August 16, 2010
Los Angeles, CA
IYPT 1993 # 8: Domino Wave: Balance numerous domino tiles on a table or
floor with their long axis vertical with horizontal spaces that can be varied.
When the first tile is knocked over a domino wave occurs. Predict and
measure the speed of this wave and its dependence on various parameters.
I. Conceptual picture
I-1. The problem involves motion and collision of solid bodies – dominoes. Basic
knowledge about solids (moment of inertia, angular velocity, torque, angular
momentum, and kinetic energy of rotating bodies) is in multiple algebra or
calculus based books (see [1] or similar texts.) The problem does not require
knowledge about waves. The phenomenon looks like a wave, because dominos
do not move along the table, but the perturbation propagates from domino to
domino by impact. Te perturbation itself does not look like an oscillation. It is an
irreversible transition form one state of equilibrium to a new one.
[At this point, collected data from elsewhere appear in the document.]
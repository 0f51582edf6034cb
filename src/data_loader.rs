//! Daily price bars from CSV files.

use crate::models::PriceBar;
use chrono::{DateTime, NaiveDate, NaiveDateTime, TimeZone, Utc};
use log::{debug, info};
use std::fs::File;
use std::io::{BufReader, Read};
use std::path::Path;

#[derive(Debug, thiserror::Error)]
pub enum LoadError {
    #[error("Failed to open {path}: {message}")]
    Open { path: String, message: String },

    #[error("Failed to parse CSV: {0}")]
    Csv(String),

    #[error("Missing required column '{0}'")]
    MissingColumn(&'static str),

    #[error("Row {row}: cannot parse timestamp '{value}'")]
    InvalidTimestamp { row: usize, value: String },

    #[error("Row {row}: {column} value '{value}' is not a finite number")]
    InvalidPrice {
        row: usize,
        column: &'static str,
        value: String,
    },

    #[error("Row {row}: timestamp {timestamp} is not after the previous row")]
    OutOfOrder { row: usize, timestamp: DateTime<Utc> },

    #[error("No price bars found")]
    Empty,
}

/// Inclusive date window applied after parsing.
#[derive(Debug, Clone, Copy, Default, PartialEq)]
pub struct DateWindow {
    pub start: Option<DateTime<Utc>>,
    pub end: Option<DateTime<Utc>>,
}

impl DateWindow {
    pub fn contains(&self, date: DateTime<Utc>) -> bool {
        self.start.map_or(true, |start| date >= start) && self.end.map_or(true, |end| date <= end)
    }
}

struct ColumnLayout {
    timestamp: usize,
    open: Option<usize>,
    high: Option<usize>,
    low: Option<usize>,
    close: usize,
    volume: Option<usize>,
}

impl ColumnLayout {
    fn from_headers(headers: &csv::StringRecord) -> Result<Self, LoadError> {
        let find = |names: &[&str]| {
            headers
                .iter()
                .position(|header| names.contains(&header.trim().to_ascii_lowercase().as_str()))
        };

        Ok(Self {
            timestamp: find(&["timestamp", "date", "datetime", "time"])
                .ok_or(LoadError::MissingColumn("timestamp"))?,
            open: find(&["open"]),
            high: find(&["high"]),
            low: find(&["low"]),
            close: find(&["close", "adj_close", "price"]).ok_or(LoadError::MissingColumn("close"))?,
            volume: find(&["volume"]),
        })
    }
}

/// Load bars from a CSV file with a `timestamp,open,high,low,close[,volume]` header.
pub fn load_price_bars(path: &Path, window: DateWindow) -> Result<Vec<PriceBar>, LoadError> {
    let file = File::open(path).map_err(|e| LoadError::Open {
        path: path.display().to_string(),
        message: e.to_string(),
    })?;
    let bars = read_price_bars(BufReader::new(file), window)?;
    info!("Loaded {} price bars from {}", bars.len(), path.display());
    Ok(bars)
}

/// Parse bars from any CSV source. Rows must be strictly increasing in time.
pub fn read_price_bars<R: Read>(source: R, window: DateWindow) -> Result<Vec<PriceBar>, LoadError> {
    let mut reader = csv::ReaderBuilder::new()
        .trim(csv::Trim::All)
        .from_reader(source);
    let headers = reader
        .headers()
        .map_err(|e| LoadError::Csv(e.to_string()))?
        .clone();
    let layout = ColumnLayout::from_headers(&headers)?;

    let mut bars = Vec::new();
    let mut previous: Option<DateTime<Utc>> = None;
    let mut skipped = 0usize;

    for (offset, record) in reader.records().enumerate() {
        let row = offset + 2;
        let record = record.map_err(|e| LoadError::Csv(e.to_string()))?;

        let raw_timestamp = record.get(layout.timestamp).unwrap_or("");
        let date = parse_timestamp(raw_timestamp).ok_or_else(|| LoadError::InvalidTimestamp {
            row,
            value: raw_timestamp.to_string(),
        })?;
        if let Some(previous) = previous {
            if date <= previous {
                return Err(LoadError::OutOfOrder {
                    row,
                    timestamp: date,
                });
            }
        }
        previous = Some(date);

        let close = price_field(&record, Some(layout.close), "close", row)?
            .ok_or(LoadError::MissingColumn("close"))?;
        let open = price_field(&record, layout.open, "open", row)?.unwrap_or(close);
        let high = price_field(&record, layout.high, "high", row)?.unwrap_or(close);
        let low = price_field(&record, layout.low, "low", row)?.unwrap_or(close);

        if !window.contains(date) {
            skipped += 1;
            continue;
        }

        let mut bar = PriceBar::new(date, open, high, low, close);
        if let Some(volume) = price_field(&record, layout.volume, "volume", row)? {
            bar = bar.with_volume(volume);
        }
        bars.push(bar);
    }

    if skipped > 0 {
        debug!("Skipped {} rows outside the requested date window", skipped);
    }
    if bars.is_empty() {
        return Err(LoadError::Empty);
    }
    Ok(bars)
}

fn price_field(
    record: &csv::StringRecord,
    index: Option<usize>,
    column: &'static str,
    row: usize,
) -> Result<Option<f64>, LoadError> {
    let Some(raw) = index.and_then(|index| record.get(index)) else {
        return Ok(None);
    };
    if raw.is_empty() && column == "volume" {
        return Ok(None);
    }
    match raw.parse::<f64>() {
        Ok(value) if value.is_finite() => Ok(Some(value)),
        _ => Err(LoadError::InvalidPrice {
            row,
            column,
            value: raw.to_string(),
        }),
    }
}

/// Accepts RFC 3339, `YYYY-MM-DD HH:MM:SS`, `YYYY-MM-DD`, or unix seconds / milliseconds.
pub fn parse_timestamp(raw: &str) -> Option<DateTime<Utc>> {
    let raw = raw.trim();
    if raw.is_empty() {
        return None;
    }
    if let Ok(parsed) = DateTime::parse_from_rfc3339(raw) {
        return Some(parsed.with_timezone(&Utc));
    }
    if let Ok(parsed) = NaiveDateTime::parse_from_str(raw, "%Y-%m-%d %H:%M:%S") {
        return Some(Utc.from_utc_datetime(&parsed));
    }
    if let Ok(parsed) = NaiveDate::parse_from_str(raw, "%Y-%m-%d") {
        return parsed
            .and_hms_opt(0, 0, 0)
            .map(|midnight| Utc.from_utc_datetime(&midnight));
    }
    if let Ok(epoch) = raw.parse::<i64>() {
        // Values this large are milliseconds.
        return if epoch.abs() >= 100_000_000_000 {
            Utc.timestamp_millis_opt(epoch).single()
        } else {
            Utc.timestamp_opt(epoch, 0).single()
        };
    }
    None
}

#[cfg(test)]
mod tests {
    use super::*;
    use std::io::Write;

    const SAMPLE: &str = "timestamp,open,high,low,close,volume\n\
        2024-01-02,10,11,9,10.5,1000\n\
        2024-01-03,10.5,12,10,11.5,\n\
        2024-01-04,11.5,12,11,11.0,800\n";

    #[test]
    fn reads_ohlcv_rows() {
        let bars = read_price_bars(SAMPLE.as_bytes(), DateWindow::default()).unwrap();
        assert_eq!(bars.len(), 3);
        assert_eq!(bars[0].close, 10.5);
        assert_eq!(bars[0].volume, Some(1000.0));
        assert_eq!(bars[1].volume, None);
        assert_eq!(bars[2].high, 12.0);
    }

    #[test]
    fn accepts_several_timestamp_formats() {
        let expected = Utc.with_ymd_and_hms(2024, 3, 1, 0, 0, 0).unwrap();
        assert_eq!(parse_timestamp("2024-03-01"), Some(expected));
        assert_eq!(parse_timestamp("2024-03-01 00:00:00"), Some(expected));
        assert_eq!(parse_timestamp("2024-03-01T00:00:00Z"), Some(expected));
        assert_eq!(parse_timestamp("1709251200"), Some(expected));
        assert_eq!(parse_timestamp("1709251200000"), Some(expected));
        assert_eq!(parse_timestamp("March 1st"), None);
    }

    #[test]
    fn close_only_files_fill_other_prices() {
        let csv = "date,close\n2024-01-02,5\n2024-01-03,6\n";
        let bars = read_price_bars(csv.as_bytes(), DateWindow::default()).unwrap();
        assert_eq!(bars[1].open, 6.0);
        assert_eq!(bars[1].low, 6.0);
    }

    #[test]
    fn rejects_bad_input() {
        let unordered = "timestamp,close\n2024-01-03,5\n2024-01-02,6\n";
        assert!(matches!(
            read_price_bars(unordered.as_bytes(), DateWindow::default()),
            Err(LoadError::OutOfOrder { row: 3, .. })
        ));

        let not_a_number = "timestamp,close\n2024-01-02,NaN\n";
        assert!(matches!(
            read_price_bars(not_a_number.as_bytes(), DateWindow::default()),
            Err(LoadError::InvalidPrice { column: "close", .. })
        ));

        let header_only = "timestamp,close\n";
        assert!(matches!(
            read_price_bars(header_only.as_bytes(), DateWindow::default()),
            Err(LoadError::Empty)
        ));

        let no_close = "timestamp,open\n2024-01-02,5\n";
        assert!(matches!(
            read_price_bars(no_close.as_bytes(), DateWindow::default()),
            Err(LoadError::MissingColumn("close"))
        ));
    }

    #[test]
    fn date_window_filters_rows() {
        let window = DateWindow {
            start: parse_timestamp("2024-01-03"),
            end: None,
        };
        let bars = read_price_bars(SAMPLE.as_bytes(), window).unwrap();
        assert_eq!(bars.len(), 2);
        assert_eq!(bars[0].close, 11.5);
    }

    #[test]
    fn loads_from_disk() {
        let path = std::env::temp_dir().join(format!("price_bars_{}.csv", std::process::id()));
        let mut file = File::create(&path).unwrap();
        file.write_all(SAMPLE.as_bytes()).unwrap();
        drop(file);

        let bars = load_price_bars(&path, DateWindow::default()).unwrap();
        assert_eq!(bars.len(), 3);
        std::fs::remove_file(&path).unwrap();

        assert!(matches!(
            load_price_bars(&path, DateWindow::default()),
            Err(LoadError::Open { .. })
        ));
    }
}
So, do not get
confused by the title of the problem.
I-2. Jearle Walker’s famous book [2] contains a problem 1.68. The problem is
similar to our problem, but at the end Walker invites the readers to think about
dominos of different sizes. Walker created an electronic bibliography for his book
and you can find it on the Internet [3]. Some of the articles on Walker’s
bibliography are available for download (see [4-7].) To download [5] you need to
have an access to the American Journal of Physics publications.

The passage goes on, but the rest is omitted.